We utilize R’s built in model generation to get our model below:
df_lm <- lm(median_2weeks ~ square_rating + low_reviews + positive_low_reviews + positive_log + negative_log , data = df)
summary(df_lm)
##
## Call:
## lm(formula = median_2weeks ~ square_rating + low_reviews + positive_low_reviews +
## positive_log + negative_log, data = df)
##
## Residuals:
## Min 1Q Median 3Q Max
## -572.6 -251.6 -111.4 72.8 3653.4
##
## Coefficients:
## Estimate Std. Error t value Pr(>|t|)
## (Intercept) 108.27363 736.87021 0.147 0.883
## square_rating 334.52198 1041.36618 0.321 0.749
## low_reviews -119.59290 851.51122 -0.140 0.889
## positive_low_reviews -0.02748 0.18291 -0.150 0.881
## positive_log -163.51073 190.86299 -0.857 0.394
## negative_log 199.78335 186.39139 1.072 0.287
##
## Residual standard error: 548.5 on 94 degrees of freedom
## Multiple R-squared: 0.08573, Adjusted R-squared: 0.0371
## F-statistic: 1.763 on 5 and 94 DF, p-value: 0.1281
With a y-intercept of 108 we are told that a game would have close to 100 minutes of median playtime if there were no reviews at all..
The square_rating coefficient tells us that for every square percentage point a game is rated, the median playtime increases by 335 minutes. However, our P value is not significant at 0.749 which tells us square_rating is not a good indicator for median_playtime.
The low reviews coefficient tells us that if a game has less than 10,000 ratings then the median playtime decreases by 11.9 minutes. However, our P value tells that this is likely to not be better than variations from random chance at 0.889 which tells us the dichotomous term of low reviews is not a good indicator for median_playtime.

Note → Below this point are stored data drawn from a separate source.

//! Fixed keyword categories used by the call-graph detectors and by the
//! trust/certificate risk heuristics in `jadegate-trust`.
//!
//! These are first-class configuration data, not code: a new tool
//! ecosystem's naming conventions (an app that calls a file read
//! `fetchBlob`, say) can be taught to the gateway by editing these slices
//! rather than recompiling a detector.

/// Tool names, case-folded, in the sensitive-read category (exact match).
pub const SENSITIVE_READ_TOOLS: &[&str] = &[
    "file_read",
    "read_file",
    "readfile",
    "cat",
    "read",
    "database_query",
    "db_query",
    "sql_query",
];

/// Tool names, case-folded, in the network-send category (exact match).
pub const NETWORK_SEND_TOOLS: &[&str] = &[
    "http_post",
    "http_put",
    "fetch",
    "curl",
    "request",
    "email_send",
    "send_email",
    "webhook",
    "http_request",
    "api_call",
];

/// Tool names, case-folded, considered high risk (exact match): shell
/// execution, process spawning, destructive filesystem operations.
pub const HIGH_RISK_TOOLS: &[&str] = &[
    "shell_exec",
    "execute",
    "run_command",
    "exec",
    "file_delete",
    "rm",
    "process_spawn",
];

/// A tool name matches the sensitive-read category if it is exactly one of
/// [`SENSITIVE_READ_TOOLS`], or contains the token `read` or `file_read`.
#[must_use]
pub fn is_sensitive_read(name: &str) -> bool {
    let lower = name.to_lowercase();
    SENSITIVE_READ_TOOLS.contains(&lower.as_str())
        || lower.contains("read")
        || lower.contains("file_read")
}

/// A tool name matches the network-send category if it is exactly one of
/// [`NETWORK_SEND_TOOLS`], or contains the token `http_post` or `send`.
#[must_use]
pub fn is_network_send(name: &str) -> bool {
    let lower = name.to_lowercase();
    NETWORK_SEND_TOOLS.contains(&lower.as_str())
        || lower.contains("http_post")
        || lower.contains("send")
}

/// A tool name matches the high-risk category iff it is exactly one of
/// [`HIGH_RISK_TOOLS`].
#[must_use]
pub fn is_high_risk(name: &str) -> bool {
    HIGH_RISK_TOOLS.contains(&name.to_lowercase().as_str())
}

The positive low reviews coefficient tells us that if a game has less than 10,000 ratings then the median playtime decreases by 0.03 minutes. However, our P value tells that this is likely to not be better than variations from random chance at 0.881 which tells us the dichotomous interaction term of positive low reviews is not a good indicator for median_playtime.
The positive_log coefficient tells us that for every log positive rating, the median playtime decreases by 164 minutes. However, our P value is not significant at 0.394 which tells us positive_log is not a good indicator for median_playtime.
The negative_log coefficient tells us that for every log negative rating, the median playtime increases by 200 minutes. However, our P value is not significant at 0.287 which tells us negative_log is not a good indicator for median_playtime.
Despite the terrible fit we know of already, we still have a regression model of:
\[ \hat{playtime} = 334.52*rating^2 - 119.59*lowreviewed - 0.02748*lowreviewed*positivereviews -163.51 \\ * log(positivereviews) + 199.78 * log(negativereviews) + 108.27 \]
Examining the information regarding the residuals we violate almost every indication for following a Gaussian distribution. The median is not close to zero, the quantiles are not close in magnitude, and the minimum and maximum value of the residuals are particular outliers without being similar in magnitude.
Looking at the goodness of fit with the adjusted R-squared value. At 0.0371 we know that the model accounts for just 3.71% of variation in playtime based on the our variables. All signs so far point to this model not working out so well.
Let us take a look at the individual residuals and what they tell us with the model. Here we utilize ggfortify’s autoplot capabilities to plot 4 diagnostic residual plots at once.
autoplot(df_lm)
Looking at the residuals vs fitted plot we can see that our data is not
distributed well. The residuals follow a downward trend and begin to fan
upward as we move to the right. Additionally, there are more residuals
underneath the line rather than above. Yet, many of the residuals above
the line have a high magnitude. These deviations mean that the model is
not a great fit for our data.
Generating a qq plot of our residuals reinforces the idea that our residuals do not seem to be normally distributed, and thus our model is not a great fit for the data. Both the lower and upper residual data deviates from normality.
From our analysis here, we have come up with a multiple regression model that was not appropriate for our data. The relationship between a game’s playtime and its other variables still seem to evade me.